Assignment> Produce the listing below again, exactly as shown.

Task inputs>

//! Identities carried by tokens.

use serde::{Deserialize, Serialize};

/// The authenticated caller.
#[derive(Debug, Clone, PartialEq, Eq, Hash, Serialize, Deserialize)]
pub struct Principal {
    /// User id.
    pub id: i64,
    /// Login name at the time the token was issued.
    pub username: String,
}

impl Principal {
    /// Create a principal.
    #[must_use]
    pub fn new(id: i64, username: impl Into<String>) -> Self {
        Self {
            id,
            username: username.into(),
        }
    }
}

/// JWT claims.
#[derive(Debug, Clone, PartialEq, Eq, Serialize, Deserialize)]
pub struct Claims {
    /// User id.
    pub id: i64,
    /// Login name.
    pub username: String,
    /// Issued at, seconds since the epoch.
    pub iat: i64,
    /// Expiry, seconds since the epoch.
    pub exp: i64,
}

impl From<Claims> for Principal {
    fn from(claims: Claims) -> Self {
        Self {
            id: claims.id,
            username: claims.username,
        }
    }
}
//! Argon2id password hashing.

use crate::error::{AuthError, Result};
use crate::providers::PasswordHasher;
use argon2::Argon2;
use argon2::password_hash::rand_core::OsRng;
use argon2::password_hash::{self, PasswordHash, PasswordHasher as _, PasswordVerifier, SaltString};

/// Hashes passwords into PHC strings with Argon2id and a random salt.
#[derive(Clone, Default)]
pub struct Argon2PasswordHasher {
    argon2: Argon2<'static>,
}

impl Argon2PasswordHasher {
    /// Create a hasher with the library's recommended parameters.
    #[must_use]
    pub fn new() -> Self {
        Self::default()
    }
}

impl PasswordHasher for Argon2PasswordHasher {
    fn hash(&self, password: &str) -> Result<String> {
        let salt = SaltString::generate(&mut OsRng);
        self.argon2
            .hash_password(password.as_bytes(), &salt)
            .map(|hash| hash.to_string())
            .map_err(|e| AuthError::Hashing(e.to_string()))
    }

    fn verify(&self, password: &str, hash: &str) -> Result<bool> {
        let parsed = PasswordHash::new(hash).map_err(|e| AuthError::Hashing(e.to_string()))?;
        match self.argon2.verify_password(password.as_bytes(), &parsed) {
            Ok(()) => Ok(true),
            Err(password_hash::Error::Password) => Ok(false),
            Err(e) => Err(AuthError::Hashing(e.to_string())),
        }
    }
}

#[cfg(test)]
#[allow(clippy::unwrap_used, clippy::expect_used)]
mod tests {
    use super::*;

    #[test]
    fn test_hash_verifies_and_is_salted() {
        let hasher = Argon2PasswordHasher::new();

        let first = hasher.hash("correct horse").unwrap();
        let second = hasher.hash("correct horse").unwrap();

        assert_ne!(first, second);
        assert!(first.starts_with("$argon2id$"));
        assert!(hasher.verify("correct horse", &first).unwrap());
        assert!(!hasher.verify("wrong horse", &first).unwrap());
    }

    #[test]
    fn test_malformed_digest_is_an_error() {
        let hasher = Argon2PasswordHasher::new();

        assert!(matches!(
            hasher.verify("anything", "plain-text"),
            Err(AuthError::Hashing(_))
        ));
    }
}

Answer to this exercise>
//! Identities carried by tokens.

use serde::{Deserialize, Serialize};

/// The authenticated caller.
#[derive(Debug, Clone, PartialEq, Eq, Hash, Serialize, Deserialize)]
pub struct Principal {
    /// User id.
    pub id: i64,
    /// Login name at the time the token was issued.
    pub username: String,
}

impl Principal {
    /// Create a principal.
    #[must_use]
    pub fn new(id: i64, username: impl Into<String>) -> Self {
        Self {
            id,
            username: username.into(),
        }
    }
}

/// JWT claims.
#[derive(Debug, Clone, PartialEq, Eq, Serialize, Deserialize)]
pub struct Claims {
    /// User id.
    pub id: i64,
    /// Login name.
    pub username: String,
    /// Issued at, seconds since the epoch.
    pub iat: i64,
    /// Expiry, seconds since the epoch.
    pub exp: i64,
}

impl From<Claims> for Principal {
    fn from(claims: Claims) -> Self {
        Self {
            id: claims.id,
            username: claims.username,
        }
    }
}
//! Argon2id password hashing.

use crate::error::{AuthError, Result};
use crate::providers::PasswordHasher;
use argon2::Argon2;
use argon2::password_hash::rand_core::OsRng;
use argon2::password_hash::{self, PasswordHash, PasswordHasher as _, PasswordVerifier, SaltString};

/// Hashes passwords into PHC strings with Argon2id and a random salt.
#[derive(Clone, Default)]
pub struct Argon2PasswordHasher {
    argon2: Argon2<'static>,
}

impl Argon2PasswordHasher {
    /// Create a hasher with the library's recommended parameters.
    #[must_use]
    pub fn new() -> Self {
        Self::default()
    }
}

impl PasswordHasher for Argon2PasswordHasher {
    fn hash(&self, password: &str) -> Result<String> {
        let salt = SaltString::generate(&mut OsRng);
        self.argon2
            .hash_password(password.as_bytes(), &salt)
            .map(|hash| hash.to_string())
            .map_err(|e| AuthError::Hashing(e.to_string()))
    }

    fn verify(&self, password: &str, hash: &str) -> Result<bool> {
        let parsed = PasswordHash::new(hash).map_err(|e| AuthError::Hashing(e.to_string()))?;
        match self.argon2.verify_password(password.as_bytes(), &parsed) {
            Ok(()) => Ok(true),
            Err(password_hash::Error::Password) => Ok(false),
            Err(e) => Err(AuthError::Hashing(e.to_string())),
        }
    }
}

#[cfg(test)]
#[allow(clippy::unwrap_used, clippy::expect_used)]
mod tests {
    use super::*;

    #[test]
    fn test_hash_verifies_and_is_salted() {
        let hasher = Argon2PasswordHasher::new();

        let first = hasher.hash("correct horse").unwrap();
        let second = hasher.hash("correct horse").unwrap();

        assert_ne!(first, second);
        assert!(first.starts_with("$argon2id$"));
        assert!(hasher.verify("correct horse", &first).unwrap());
        assert!(!hasher.verify("wrong horse", &first).unwrap());
    }

    #[test]
    fn test_malformed_digest_is_an_error() {
        let hasher = Argon2PasswordHasher::new();

        assert!(matches!(
            hasher.verify("anything", "plain-text"),
            Err(AuthError::Hashing(_))
        ));
    }
}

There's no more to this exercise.